The data ▸
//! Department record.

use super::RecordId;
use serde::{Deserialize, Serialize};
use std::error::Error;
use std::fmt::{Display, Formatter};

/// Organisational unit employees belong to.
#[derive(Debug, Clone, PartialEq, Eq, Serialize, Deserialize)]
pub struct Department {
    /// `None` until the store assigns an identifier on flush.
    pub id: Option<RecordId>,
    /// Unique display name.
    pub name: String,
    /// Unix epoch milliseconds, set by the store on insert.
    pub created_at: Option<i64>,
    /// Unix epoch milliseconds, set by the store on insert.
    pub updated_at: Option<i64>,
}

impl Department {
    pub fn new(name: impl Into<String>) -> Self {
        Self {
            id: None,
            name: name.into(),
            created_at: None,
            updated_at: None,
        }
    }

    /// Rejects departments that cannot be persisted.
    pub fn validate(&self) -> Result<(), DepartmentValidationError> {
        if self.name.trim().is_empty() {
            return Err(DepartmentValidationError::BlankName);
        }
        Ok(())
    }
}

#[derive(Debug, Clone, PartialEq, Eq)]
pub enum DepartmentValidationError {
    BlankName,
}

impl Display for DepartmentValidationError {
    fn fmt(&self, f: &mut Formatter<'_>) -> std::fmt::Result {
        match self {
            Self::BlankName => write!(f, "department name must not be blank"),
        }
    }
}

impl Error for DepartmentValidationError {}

Exercise requirements ▸
What lines in the listing contain "derive"? Copy them all.

Answer section ▸
#[derive(Debug, Clone, PartialEq, Eq, Serialize, Deserialize)]
#[derive(Debug, Clone, PartialEq, Eq)]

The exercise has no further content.